Meet the Chef Behind the “Slutty,” Delicious Cheeseburger of ‘The Menu’
Spoilers for The Menu ahead.
If you’ve seen The Menu, you’re still probably craving that cheeseburger—that mouthwatering nostalgia trip that Margot (Anya Taylor-Joy) realizes is the key to getting out of the film’s dinner-from-hell alive. She stumbles upon an old clipping of chef Julian (Ralph Fiennes), who’s imprisoned his rich and vapid clientele for a tasting menu of increasingly humiliating and deadly contents, in which he’s making a cheeseburger as a young cook—a moment hearkening back to when he actually loved cooking, and why he loved doing it, long before he started plating fancy dishes for fancy people. It’s the chef he misses. And it’s the chef she has to bring back to survive.

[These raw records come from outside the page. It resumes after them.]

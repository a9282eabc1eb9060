//! Learned instance segmentation: inference parameters, per-instance
//! masks, and the union of all instances into one frame-sized mask.
//!
//! The backend itself lives behind [`SegmentationModel`](crate::app::ports::SegmentationModel);
//! this module only deals with what comes back.

use crate::error::ModelError;

use super::mask::BinaryMask;

/// Per-pixel probability above which an instance mask counts as duckweed.
pub const MASK_CUTOFF: f32 = 0.5;

/// Fixed settings for every forward pass.
#[derive(Debug, Clone, PartialEq)]
pub struct InferenceParams {
    /// Square input size the backend letterboxes to.
    pub image_size: u32,
    /// Minimum detection confidence.
    pub confidence: f32,
    /// Overlap threshold for non-maximum suppression.
    pub iou: f32,
    pub device: &'static str,
}

impl Default for InferenceParams {
    fn default() -> Self {
        Self {
            image_size: 640,
            confidence: 0.15,
            iou: 0.4,
            device: "cpu",
        }
    }
}

/// One predicted instance at model resolution.
#[derive(Debug, Clone, PartialEq)]
pub struct InstanceMask {
    pub width: usize,
    pub height: usize,
    /// Row-major probabilities, `width * height` long.
    pub probabilities: Vec<f32>,
}

impl InstanceMask {
    pub fn new(width: usize, height: usize, probabilities: Vec<f32>) -> Result<Self, ModelError> {
        let m = Self {
            width,
            height,
            probabilities,
        };
        m.check()?;
        Ok(m)
    }

    fn check(&self) -> Result<(), ModelError> {
        let expected = self.width * self.height;
        if self.probabilities.len() != expected {
            return Err(ModelError::MalformedMask {
                expected,
                actual: self.probabilities.len(),
            });
        }
        Ok(())
    }

    /// Nearest-neighbour sample for output pixel `(x, y)` of an
    /// `out_w × out_h` frame.
    fn sample(&self, x: usize, y: usize, out_w: usize, out_h: usize) -> f32 {
        let sx = (x * self.width / out_w).min(self.width - 1);
        let sy = (y * self.height / out_h).min(self.height - 1);
        self.probabilities[sy * self.width + sx]
    }
}

/// OR every instance into a single mask at frame resolution.
///
/// No instances gives an empty mask (zero coverage).
pub fn union_masks(
    instances: &[InstanceMask],
    frame_w: usize,
    frame_h: usize,
) -> Result<BinaryMask, ModelError> {
    let mut out = BinaryMask::new(frame_w, frame_h);
    if frame_w == 0 || frame_h == 0 {
        return Ok(out);
    }
    for inst in instances {
        inst.check()?;
        if inst.width == 0 || inst.height == 0 {
            continue;
        }
        for y in 0..frame_h {
            for x in 0..frame_w {
                if !out.get(x, y) && inst.sample(x, y, frame_w, frame_h) > MASK_CUTOFF {
                    out.set(x, y, true);
                }
            }
        }
    }
    Ok(out)
}
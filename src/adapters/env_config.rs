//! Environment-variable config adapter.
//!
//! | Variable                   | Field                      |
//! |----------------------------|----------------------------|
//! | `INLET_VALVE_PIN`          | `valve_pin`                |
//! | `INLET_ACTIVE_LOW`         | `active_low` (0 / 1)       |
//! | `DUCKWEED_CLOSE_THRESHOLD` | `control.close_threshold`  |
//! | `PH_RELAY_PIN`             | `ph_relay_pin`             |
//! | `PH_THRESHOLD_LOW`         | `control.ph_low`           |
//! | `PH_THRESHOLD_HIGH`        | `control.ph_high`          |
//! | `TARGET_PH_MIN`            | `control.target_ph_min`    |
//! | `TARGET_PH_MAX`            | `control.target_ph_max`    |
//! | `DUCKWEED_WEIGHTS`         | `weights_path`             |
//!
//! Unset variables keep their defaults.  The variables are snapshotted at
//! construction so tests can supply their own set.

use std::collections::HashMap;
use std::path::PathBuf;
use std::str::FromStr;

use crate::app::ports::ConfigPort;
use crate::config::SystemConfig;
use crate::error::ConfigError;

#[derive(Debug, Clone, Default)]
pub struct EnvConfig {
    vars: HashMap<String, String>,
}

impl EnvConfig {
    pub fn from_process() -> Self {
        Self {
            vars: std::env::vars().collect(),
        }
    }

    pub fn from_pairs<K, V>(pairs: impl IntoIterator<Item = (K, V)>) -> Self
    where
        K: Into<String>,
        V: Into<String>,
    {
        Self {
            vars: pairs
                .into_iter()
                .map(|(k, v)| (k.into(), v.into()))
                .collect(),
        }
    }

    fn raw(&self, key: &str) -> Option<&str> {
        self.vars.get(key).map(|v| v.trim())
    }

    fn parse<T: FromStr>(&self, key: &'static str, into: &mut T) -> Result<(), ConfigError> {
        if let Some(raw) = self.raw(key) {
            *into = raw.parse().map_err(|_| ConfigError::Unparsable {
                key,
                value: raw.to_string(),
            })?;
        }
        Ok(())
    }

    fn parse_flag(&self, key: &'static str, into: &mut bool) -> Result<(), ConfigError> {
        let Some(raw) = self.raw(key) else {
            return Ok(());
        };
        *into = match raw.to_ascii_lowercase().as_str() {
            "true" | "yes" | "on" => true,
            "false" | "no" | "off" => false,
            other => other.parse::<i64>().map(|n| n != 0).map_err(|_| {
                ConfigError::Unparsable {
                    key,
                    value: raw.to_string(),
                }
            })?,
        };
        Ok(())
    }
}

impl ConfigPort for EnvConfig {
    fn load(&self) -> Result<SystemConfig, ConfigError> {
        let mut c = SystemConfig::default();
        self.parse("INLET_VALVE_PIN", &mut c.valve_pin)?;
        self.parse_flag("INLET_ACTIVE_LOW", &mut c.active_low)?;
        self.parse("DUCKWEED_CLOSE_THRESHOLD", &mut c.control.close_threshold)?;
        self.parse("PH_RELAY_PIN", &mut c.ph_relay_pin)?;
        self.parse("PH_THRESHOLD_LOW", &mut c.control.ph_low)?;
        self.parse("PH_THRESHOLD_HIGH", &mut c.control.ph_high)?;
        self.parse("TARGET_PH_MIN", &mut c.control.target_ph_min)?;
        self.parse("TARGET_PH_MAX", &mut c.control.target_ph_max)?;
        if let Some(raw) = self.raw("DUCKWEED_WEIGHTS") {
            c.weights_path = PathBuf::from(raw);
        }
        c.validate()?;
        Ok(c)
    }
}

Director Mark Mylod structures The Menu as a near-real-time dramatization of the dinner, meaning we see Fiennes et al. prepare, serve, and eat the food, course by course. Authenticity was paramount. Mylod brought chef Dominique Crenn on as a consultant to devise and design Julian’s brilliantly ridiculous menu. Then came chef John Benhase, a partner at Starland Yard in Savannah, Georgia, to consult on the authenticity of the cooking and serving. It’s his “slutty” cheeseburger recipe—the recipe suddenly on BuzzFeed, inspiring countless post-viewing burger orders, that all but oozes off the screen—that Fiennes ultimately cooked for The Menu’s delicious climax.
Vanity Fair caught up with Benhase to learn everything there is to know about that burger.
Vanity Fair: Thank you so much for taking the time to talk about your suddenly famous cheeseburger.
John Benhase: Who knew, right? Just a cheeseburger.
Yeah. I mean, just to start really broadly, how has it been? Have people been coming up to you? How have you gauged the reaction?
More than anything, I think seeing it in the theaters for the first time and hearing the collective moan at that part of the movie, I was like, “Oh yeah, people really like this. This is good.” But I mean, it’s just a really good cheeseburger. It’s been funny seeing it on BuzzFeed and stuff like that.
In terms of getting involved with the movie, how was this project described to you and what was your degree of involvement?
They needed a kind of culinary authenticity consultant. So my main job going into the film was to make sure all the actors and background actors and then the writers and the director had all the tools they needed to make sure that they really looked like they knew what they were doing, since the restaurant and kitchen are such an integral kind of character in itself to the film. So just making sure that every single aspect was accurate and people knew how to move correctly within the space and what they were cooking and why they were cooking it. Then the cheeseburger was a happy accident byproduct of being on set.
It was pretty random. I was sitting in Video Village with the two writers and they were talking about the burger. I’m sure that Chef Dominique could have made the most beautiful burger that anybody had ever seen, but they wanted a kind of nostalgia—for lack of a better word, the slutty burger. I probably spoke out of turn, but it was a really wonderful collaborative team, so I felt comfortable doing so and just was like, “Hey, I think if we do this burger this way, then it’ll be a perfect fit because it still is such a process-driven burger.” It’s not just slapping a couple of patties on a grill and flipping them a couple times. It can be this labor of love. That’s part of what makes it work within the film. And also, obviously Ralph Fiennes doing such an amazing job doing it. It just looks like he is having the best, most transformative time making that burger again.